### EXERCISE
Copy out each line of the data below in which "display" appears.
BEGIN ENTRIES PROVIDED
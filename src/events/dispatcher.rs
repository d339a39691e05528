//! Event fan-out to subscribers
//!
//! Best-effort delivery over unbounded channels. Publishing never blocks
//! and never fails the operation that produced the event; a subscriber
//! whose receiver is gone is dropped on the next publish.

use std::collections::BTreeMap;
use std::sync::atomic::{AtomicU64, Ordering};
use std::sync::RwLock;

use tokio::sync::mpsc;

use crate::ids::WorkspaceId;
use crate::observability::HealthCheck;

use super::event::AnnotationEvent;

pub type EventSender = mpsc::UnboundedSender<AnnotationEvent>;
pub type EventReceiver = mpsc::UnboundedReceiver<AnnotationEvent>;

/// Where committed operations report their notifications.
///
/// `publish` runs before the committing transaction releases its write
/// lock, so events arrive in commit order. It must not block.
pub trait EventSink: Send + Sync {
    fn publish(&self, event: AnnotationEvent);
}

/// Subscriber handle returned by `Dispatcher::subscribe`
pub struct Subscription {
    pub id: u64,
    pub receiver: EventReceiver,
}

#[derive(Debug)]
struct Subscriber {
    /// `None` receives every event
    workspace: Option<WorkspaceId>,
    sender: EventSender,
}

impl Subscriber {
    fn matches(&self, event: &AnnotationEvent) -> bool {
        match self.workspace {
            None => true,
            Some(workspace) => event.workspace_id == Some(workspace),
        }
    }
}

#[derive(Debug, Default)]
pub struct Dispatcher {
    subscribers: RwLock<BTreeMap<u64, Subscriber>>,
    next_subscriber: AtomicU64,
    sequence: AtomicU64,
}

impl Dispatcher {
    pub fn new() -> Self {
        Self::default()
    }

    /// Subscribe to one workspace's events, or to everything with `None`.
    /// Document events carry no workspace and reach only unfiltered subscribers.
    pub fn subscribe(&self, workspace: Option<WorkspaceId>) -> Subscription {
        let (sender, receiver) = mpsc::unbounded_channel();
        let id = self.next_subscriber.fetch_add(1, Ordering::Relaxed) + 1;

        if let Ok(mut subscribers) = self.subscribers.write() {
            subscribers.insert(id, Subscriber { workspace, sender });
        }

        Subscription { id, receiver }
    }

    pub fn unsubscribe(&self, id: u64) {
        if let Ok(mut subscribers) = self.subscribers.write() {
            subscribers.remove(&id);
        }
    }

    pub fn subscriber_count(&self) -> usize {
        self.subscribers.read().map(|s| s.len()).unwrap_or(0)
    }

    /// Sequence of the last published event
    pub fn last_sequence(&self) -> u64 {
        self.sequence.load(Ordering::SeqCst)
    }

    /// Deliver an already-stamped event to every matching subscriber.
    pub fn dispatch(&self, event: &AnnotationEvent) -> DispatchResult {
        let mut result = DispatchResult::default();
        let mut closed = Vec::new();

        {
            let subscribers = match self.subscribers.read() {
                Ok(s) => s,
                Err(_) => return result,
            };

            for (id, subscriber) in subscribers.iter() {
                if !subscriber.matches(event) {
                    continue;
                }
                result.matched += 1;
                match subscriber.sender.send(event.clone()) {
                    Ok(()) => result.delivered += 1,
                    Err(_) => {
                        result.failed += 1;
                        closed.push(*id);
                    }
                }
            }
        }

        if !closed.is_empty() {
            if let Ok(mut subscribers) = self.subscribers.write() {
                for id in closed {
                    subscribers.remove(&id);
                }
            }
        }

        result
    }
}

impl EventSink for Dispatcher {
    fn publish(&self, mut event: AnnotationEvent) {
        event.sequence = self.sequence.fetch_add(1, Ordering::SeqCst) + 1;
        self.dispatch(&event);
    }
}

impl HealthCheck for Dispatcher {
    fn name(&self) -> &str {
        "dispatcher"
    }

    fn is_healthy(&self) -> bool {
        !self.subscribers.is_poisoned()
    }
}

/// Result of dispatching one event
#[derive(Debug, Default, Clone, Copy, PartialEq, Eq)]
pub struct DispatchResult {
    /// Subscribers whose filter matched
    pub matched: usize,
    pub delivered: usize,
    /// Receivers already dropped
    pub failed: usize,
}
//! Engine: one database shared by the text index and the annotation store
//!
//! Open sequence:
//! 1. Replay the journal under `data_dir` (any corruption aborts)
//! 2. Build the dispatcher and both services over the same database
//! 3. Register health checks
//!
//! No serving without a complete replay.

use std::sync::Arc;

use crate::annotation::AnnotationStore;
use crate::config::Config;
use crate::errors::CoreResult;
use crate::events::Dispatcher;
use crate::observability::{
    log_event_with_fields, Event, HealthCoordinator, HealthReport, MetricsRegistry,
};
use crate::storage::{Database, TableStats};
use crate::text_index::TextIndex;

/// Token limit used when no configuration is given
pub const DEFAULT_MAX_DOCUMENT_TOKENS: usize = 1_000_000;

pub struct Engine {
    db: Arc<Database>,
    dispatcher: Arc<Dispatcher>,
    text_index: Arc<TextIndex>,
    annotations: Arc<AnnotationStore>,
    health: HealthCoordinator,
}

impl Engine {
    /// Open the engine described by `config`, replaying its journal.
    pub fn open(config: &Config) -> CoreResult<Self> {
        let metrics = Arc::new(MetricsRegistry::new());
        let db = Database::open(config.data_path(), config.sync_mode(), metrics)?;
        let replayed = db.replay_stats().records_replayed;

        let engine = Self::with_database(Arc::new(db), config.max_document_tokens());
        log_event_with_fields(
            Event::EngineOpened,
            &[
                ("data_dir", &config.data_path().display().to_string()),
                ("records_replayed", &replayed.to_string()),
            ],
        );
        Ok(engine)
    }

    /// An engine whose state is lost when dropped
    pub fn in_memory() -> Self {
        let db = Database::in_memory(Arc::new(MetricsRegistry::new()));
        Self::with_database(Arc::new(db), DEFAULT_MAX_DOCUMENT_TOKENS)
    }

    pub fn with_database(db: Arc<Database>, max_document_tokens: usize) -> Self {
        let dispatcher = Arc::new(Dispatcher::new());
        let text_index = Arc::new(TextIndex::new(
            Arc::clone(&db),
            dispatcher.clone(),
            max_document_tokens,
        ));
        let annotations = Arc::new(AnnotationStore::new(Arc::clone(&db), dispatcher.clone()));

        let mut health = HealthCoordinator::new();
        health.register(db.clone());
        health.register(text_index.clone());
        health.register(annotations.clone());
        health.register(dispatcher.clone());

        Self {
            db,
            dispatcher,
            text_index,
            annotations,
            health,
        }
    }

    pub fn text_index(&self) -> &TextIndex {
        &self.text_index
    }

    pub fn annotations(&self) -> &AnnotationStore {
        &self.annotations
    }

    pub fn dispatcher(&self) -> &Arc<Dispatcher> {
        &self.dispatcher
    }

    pub fn database(&self) -> &Arc<Database> {
        &self.db
    }

    pub fn metrics(&self) -> &Arc<MetricsRegistry> {
        self.db.metrics()
    }

    pub fn health(&self) -> HealthReport {
        self.health.report()
    }

    pub fn stats(&self) -> CoreResult<TableStats> {
        Ok(self.db.read(|tables| tables.stats())?)
    }
}

#[cfg(test)]
mod tests {
    use super::*;
    use crate::ids::{DocumentId, WorkspaceId};
    use crate::text_index::TokenInput;
    use tempfile::TempDir;

    #[test]
    fn test_in_memory_engine_is_healthy() {
        let engine = Engine::in_memory();
        let report = engine.health();
        assert!(report.healthy);

        let names: Vec<_> = report.components.iter().map(|c| c.name.as_str()).collect();
        assert_eq!(names, vec!["storage", "text_index", "annotation_store", "dispatcher"]);
    }

    #[test]
    fn test_services_share_one_database() {
        let engine = Engine::in_memory();
        let doc = DocumentId::new();
        engine
            .text_index()
            .index_document(doc, &[vec![TokenInput::new("Hello", 0, 5)]])
            .unwrap();

        let cluster = engine.annotations().create_cluster(WorkspaceId::new()).unwrap();
        engine.annotations().add_mention(cluster.id, doc, 0, 0).unwrap();

        let stats = engine.stats().unwrap();
        assert_eq!((stats.documents, stats.tokens, stats.clusters, stats.mentions), (1, 1, 1, 1));
        assert_eq!(engine.metrics().snapshot().transactions_committed, 3);
    }

    #[test]
    fn test_open_and_reopen() {
        let dir = TempDir::new().unwrap();
        let config = Config::new(dir.path());
        let workspace = WorkspaceId::new();

        {
            let engine = Engine::open(&config).unwrap();
            engine.annotations().create_cluster(workspace).unwrap();
        }

        let engine = Engine::open(&config).unwrap();
        assert_eq!(
            engine.annotations().get_clusters_for_workspace(workspace).unwrap().len(),
            1
        );
    }
}
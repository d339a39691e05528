//! Configuration file
//!
//! ```json
//! {
//!   "data_dir": "/var/lib/corefstore",
//!   "journal_sync_mode": "fsync",
//!   "max_document_tokens": 1000000,
//!   "log_level": "info"
//! }
//! ```
//!
//! Only `data_dir` is required. The file is validated as a whole on load;
//! an invalid value refuses the load rather than falling back to a default.

use std::fs;
use std::io;
use std::path::{Path, PathBuf};

use serde::{Deserialize, Serialize};
use thiserror::Error;

use crate::observability::Severity;
use crate::storage::SyncMode;

#[derive(Debug, Error)]
pub enum ConfigError {
    #[error("Failed to read config {path}: {source}")]
    Read {
        path: PathBuf,
        #[source]
        source: io::Error,
    },

    #[error("Invalid config JSON: {0}")]
    Parse(#[from] serde_json::Error),

    #[error("Invalid config: {0}")]
    Invalid(String),
}

pub type ConfigResult<T> = Result<T, ConfigError>;

#[derive(Debug, Clone, PartialEq, Eq, Serialize, Deserialize)]
pub struct Config {
    /// Data directory (required); the journal lives under it
    pub data_dir: PathBuf,

    /// "fsync" (default) or "none"
    #[serde(default = "default_journal_sync_mode")]
    pub journal_sync_mode: String,

    /// Upper bound on tokens in one imported document
    #[serde(default = "default_max_document_tokens")]
    pub max_document_tokens: u64,

    /// Minimum log severity
    #[serde(default = "default_log_level")]
    pub log_level: String,
}

fn default_journal_sync_mode() -> String {
    "fsync".to_string()
}
fn default_max_document_tokens() -> u64 {
    1_000_000
}
fn default_log_level() -> String {
    "info".to_string()
}

impl Config {
    /// Defaults for everything but the data directory
    pub fn new(data_dir: impl Into<PathBuf>) -> Self {
        Self {
            data_dir: data_dir.into(),
            journal_sync_mode: default_journal_sync_mode(),
            max_document_tokens: default_max_document_tokens(),
            log_level: default_log_level(),
        }
    }

    pub fn load(path: &Path) -> ConfigResult<Self> {
        let content = fs::read_to_string(path).map_err(|source| ConfigError::Read {
            path: path.to_path_buf(),
            source,
        })?;
        Self::from_json(&content)
    }

    pub fn from_json(content: &str) -> ConfigResult<Self> {
        let config: Config = serde_json::from_str(content)?;
        config.validate()?;
        Ok(config)
    }

    pub fn validate(&self) -> ConfigResult<()> {
        if self.data_dir.as_os_str().is_empty() {
            return Err(ConfigError::Invalid("data_dir must not be empty".into()));
        }

        if SyncMode::parse(&self.journal_sync_mode).is_none() {
            return Err(ConfigError::Invalid(format!(
                "journal_sync_mode '{}' must be 'fsync' or 'none'",
                self.journal_sync_mode
            )));
        }

        if self.max_document_tokens == 0 {
            return Err(ConfigError::Invalid("max_document_tokens must be > 0".into()));
        }
        if self.max_document_tokens > u64::from(u32::MAX) {
            return Err(ConfigError::Invalid(format!(
                "max_document_tokens must be <= {}",
                u32::MAX
            )));
        }

        if Severity::parse(&self.log_level).is_none() {
            return Err(ConfigError::Invalid(format!(
                "log_level '{}' must be one of trace, info, warn, error, fatal",
                self.log_level
            )));
        }

        Ok(())
    }

    pub fn data_path(&self) -> &Path {
        &self.data_dir
    }

    pub fn sync_mode(&self) -> SyncMode {
        SyncMode::parse(&self.journal_sync_mode).unwrap_or(SyncMode::Fsync)
    }

    pub fn max_document_tokens(&self) -> usize {
        usize::try_from(self.max_document_tokens).unwrap_or(usize::MAX)
    }

    pub fn log_severity(&self) -> Severity {
        Severity::parse(&self.log_level).unwrap_or(Severity::Info)
    }
}
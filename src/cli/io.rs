//! JSON I/O for the CLI
//!
//! - Input: JSON files named on the command line
//! - Output: exactly one JSON object per invocation on stdout
//! - UTF-8 only

use std::fs;
use std::io::{self, Write};
use std::path::Path;

use serde::de::DeserializeOwned;
use serde_json::Value;

use super::errors::{CliError, CliResult};

/// Read and deserialize a JSON input file
pub fn read_json_file<T: DeserializeOwned>(path: &Path) -> CliResult<T> {
    let content = fs::read_to_string(path)
        .map_err(|e| CliError::io_error(format!("Failed to read {}: {}", path.display(), e)))?;
    Ok(serde_json::from_str(&content)?)
}

/// `{"status":"ok","data":...}`
pub fn success_envelope(data: Value) -> Value {
    serde_json::json!({
        "status": "ok",
        "data": data
    })
}

/// `{"status":"error","code":...,"message":...}`
pub fn error_envelope(code: &str, message: &str) -> Value {
    serde_json::json!({
        "status": "error",
        "code": code,
        "message": message
    })
}

/// Write a success response to stdout
pub fn write_response(data: Value) -> CliResult<()> {
    write_line(&success_envelope(data))
}

/// Write an error response to stdout
pub fn write_error(code: &str, message: &str) -> CliResult<()> {
    write_line(&error_envelope(code, message))
}

fn write_line(value: &Value) -> CliResult<()> {
    let mut stdout = io::stdout();
    serde_json::to_writer(&mut stdout, value)?;
    writeln!(stdout)?;
    stdout.flush()?;
    Ok(())
}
END ENTRIES PROVIDED
### RESPONSE TO THIS EXERCISE
                ("data_dir", &config.data_path().display().to_string()),
        .map_err(|e| CliError::io_error(format!("Failed to read {}: {}", path.display(), e)))?;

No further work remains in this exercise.